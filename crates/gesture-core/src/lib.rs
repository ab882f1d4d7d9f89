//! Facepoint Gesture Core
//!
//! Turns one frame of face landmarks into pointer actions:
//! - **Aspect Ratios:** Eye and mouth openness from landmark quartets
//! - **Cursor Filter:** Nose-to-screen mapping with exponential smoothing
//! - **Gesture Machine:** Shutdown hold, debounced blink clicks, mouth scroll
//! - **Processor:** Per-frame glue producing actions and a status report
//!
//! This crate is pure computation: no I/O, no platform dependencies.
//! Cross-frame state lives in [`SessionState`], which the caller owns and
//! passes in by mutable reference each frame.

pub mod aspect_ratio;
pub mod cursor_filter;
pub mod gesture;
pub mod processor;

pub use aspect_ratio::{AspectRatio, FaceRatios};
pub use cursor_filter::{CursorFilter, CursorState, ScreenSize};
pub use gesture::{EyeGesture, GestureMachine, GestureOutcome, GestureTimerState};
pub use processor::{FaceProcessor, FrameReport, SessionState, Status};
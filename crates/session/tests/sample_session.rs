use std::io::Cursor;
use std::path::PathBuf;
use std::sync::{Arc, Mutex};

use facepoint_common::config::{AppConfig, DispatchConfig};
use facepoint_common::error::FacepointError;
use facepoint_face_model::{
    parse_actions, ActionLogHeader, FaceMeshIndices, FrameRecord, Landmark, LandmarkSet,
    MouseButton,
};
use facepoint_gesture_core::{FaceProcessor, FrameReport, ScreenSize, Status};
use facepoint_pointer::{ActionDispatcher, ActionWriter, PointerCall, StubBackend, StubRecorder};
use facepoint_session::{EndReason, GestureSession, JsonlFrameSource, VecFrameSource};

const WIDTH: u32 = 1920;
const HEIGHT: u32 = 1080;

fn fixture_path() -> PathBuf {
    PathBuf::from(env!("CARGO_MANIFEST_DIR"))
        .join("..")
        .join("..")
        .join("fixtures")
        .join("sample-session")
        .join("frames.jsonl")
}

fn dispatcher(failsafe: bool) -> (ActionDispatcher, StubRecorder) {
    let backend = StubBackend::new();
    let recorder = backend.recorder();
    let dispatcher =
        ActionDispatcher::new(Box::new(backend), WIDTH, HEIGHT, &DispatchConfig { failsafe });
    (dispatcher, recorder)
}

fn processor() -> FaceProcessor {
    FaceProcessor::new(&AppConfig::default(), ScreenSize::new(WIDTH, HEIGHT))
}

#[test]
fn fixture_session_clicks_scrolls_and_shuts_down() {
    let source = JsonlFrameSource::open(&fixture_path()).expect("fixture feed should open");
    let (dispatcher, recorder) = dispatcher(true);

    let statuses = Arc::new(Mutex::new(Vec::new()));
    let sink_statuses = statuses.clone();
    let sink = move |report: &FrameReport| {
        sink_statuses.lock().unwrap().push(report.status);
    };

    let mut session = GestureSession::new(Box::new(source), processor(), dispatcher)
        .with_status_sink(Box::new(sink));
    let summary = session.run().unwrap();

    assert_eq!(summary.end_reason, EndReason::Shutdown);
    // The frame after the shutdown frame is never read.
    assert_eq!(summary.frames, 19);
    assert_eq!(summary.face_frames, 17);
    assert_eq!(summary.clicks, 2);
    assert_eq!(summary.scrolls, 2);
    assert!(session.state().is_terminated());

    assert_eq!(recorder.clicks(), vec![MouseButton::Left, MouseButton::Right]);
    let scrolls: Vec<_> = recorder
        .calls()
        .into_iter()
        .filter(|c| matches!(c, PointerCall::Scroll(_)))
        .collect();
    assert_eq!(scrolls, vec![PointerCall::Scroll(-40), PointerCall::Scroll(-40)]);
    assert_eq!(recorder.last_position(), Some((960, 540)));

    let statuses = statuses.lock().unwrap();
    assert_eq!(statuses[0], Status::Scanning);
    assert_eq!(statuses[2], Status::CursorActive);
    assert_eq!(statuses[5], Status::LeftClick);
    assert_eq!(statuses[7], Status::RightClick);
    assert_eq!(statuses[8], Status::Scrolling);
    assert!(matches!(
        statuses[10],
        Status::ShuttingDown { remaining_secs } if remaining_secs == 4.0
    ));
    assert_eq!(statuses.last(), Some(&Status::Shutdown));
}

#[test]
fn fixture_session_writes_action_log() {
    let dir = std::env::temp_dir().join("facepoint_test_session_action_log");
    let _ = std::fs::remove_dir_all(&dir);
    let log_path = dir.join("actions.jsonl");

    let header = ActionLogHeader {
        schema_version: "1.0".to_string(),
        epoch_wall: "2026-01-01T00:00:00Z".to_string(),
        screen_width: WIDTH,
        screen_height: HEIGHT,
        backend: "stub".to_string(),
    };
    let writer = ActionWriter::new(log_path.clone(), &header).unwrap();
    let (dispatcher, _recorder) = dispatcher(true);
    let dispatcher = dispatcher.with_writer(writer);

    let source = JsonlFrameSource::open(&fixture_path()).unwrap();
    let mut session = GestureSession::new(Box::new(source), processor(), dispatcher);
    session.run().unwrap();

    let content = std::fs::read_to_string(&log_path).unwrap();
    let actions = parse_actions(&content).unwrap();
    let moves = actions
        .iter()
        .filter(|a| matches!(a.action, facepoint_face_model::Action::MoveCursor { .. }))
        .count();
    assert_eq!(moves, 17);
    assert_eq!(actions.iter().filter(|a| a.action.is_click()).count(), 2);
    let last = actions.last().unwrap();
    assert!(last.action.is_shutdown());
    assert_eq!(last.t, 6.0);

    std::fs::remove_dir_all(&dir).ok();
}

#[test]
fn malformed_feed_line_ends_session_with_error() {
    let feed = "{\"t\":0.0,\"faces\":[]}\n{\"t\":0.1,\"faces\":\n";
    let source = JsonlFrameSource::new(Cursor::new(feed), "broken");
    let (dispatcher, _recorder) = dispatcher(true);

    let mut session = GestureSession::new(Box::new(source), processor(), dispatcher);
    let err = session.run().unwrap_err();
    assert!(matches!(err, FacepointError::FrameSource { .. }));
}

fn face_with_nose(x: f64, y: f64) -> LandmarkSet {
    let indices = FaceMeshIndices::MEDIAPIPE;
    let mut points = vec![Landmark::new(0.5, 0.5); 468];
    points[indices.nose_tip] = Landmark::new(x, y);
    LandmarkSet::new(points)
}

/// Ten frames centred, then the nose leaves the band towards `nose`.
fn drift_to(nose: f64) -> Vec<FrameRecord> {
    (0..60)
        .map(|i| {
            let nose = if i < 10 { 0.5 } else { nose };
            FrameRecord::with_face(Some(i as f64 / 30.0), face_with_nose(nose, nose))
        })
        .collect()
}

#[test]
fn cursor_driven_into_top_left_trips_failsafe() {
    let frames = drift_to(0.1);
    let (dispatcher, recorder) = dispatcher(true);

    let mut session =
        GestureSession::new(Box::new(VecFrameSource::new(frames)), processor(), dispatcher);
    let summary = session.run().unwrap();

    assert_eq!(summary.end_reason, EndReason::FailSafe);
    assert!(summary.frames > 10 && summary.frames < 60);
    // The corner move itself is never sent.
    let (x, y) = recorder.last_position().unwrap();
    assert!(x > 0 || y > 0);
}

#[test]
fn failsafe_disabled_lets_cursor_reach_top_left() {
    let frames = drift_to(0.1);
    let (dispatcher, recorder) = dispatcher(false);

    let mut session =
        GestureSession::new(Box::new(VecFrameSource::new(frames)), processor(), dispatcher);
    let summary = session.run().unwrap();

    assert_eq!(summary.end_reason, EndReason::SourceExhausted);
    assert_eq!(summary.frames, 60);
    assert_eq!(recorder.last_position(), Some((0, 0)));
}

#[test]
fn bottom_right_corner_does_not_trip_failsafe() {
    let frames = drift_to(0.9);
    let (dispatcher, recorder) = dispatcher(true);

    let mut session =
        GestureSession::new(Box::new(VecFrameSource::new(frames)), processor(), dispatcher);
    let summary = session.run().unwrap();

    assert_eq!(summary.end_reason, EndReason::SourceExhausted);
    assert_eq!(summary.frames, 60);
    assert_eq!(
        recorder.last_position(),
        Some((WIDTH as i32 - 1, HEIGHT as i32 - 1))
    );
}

—————

TASK: Go through the records and pull out each line that includes the word "matches".

EXPECTED ANSWER:
        .filter(|c| matches!(c, PointerCall::Scroll(_)))
    assert!(matches!(
        .filter(|a| matches!(a.action, facepoint_face_model::Action::MoveCursor { .. }))
    assert!(matches!(err, FacepointError::FrameSource { .. }));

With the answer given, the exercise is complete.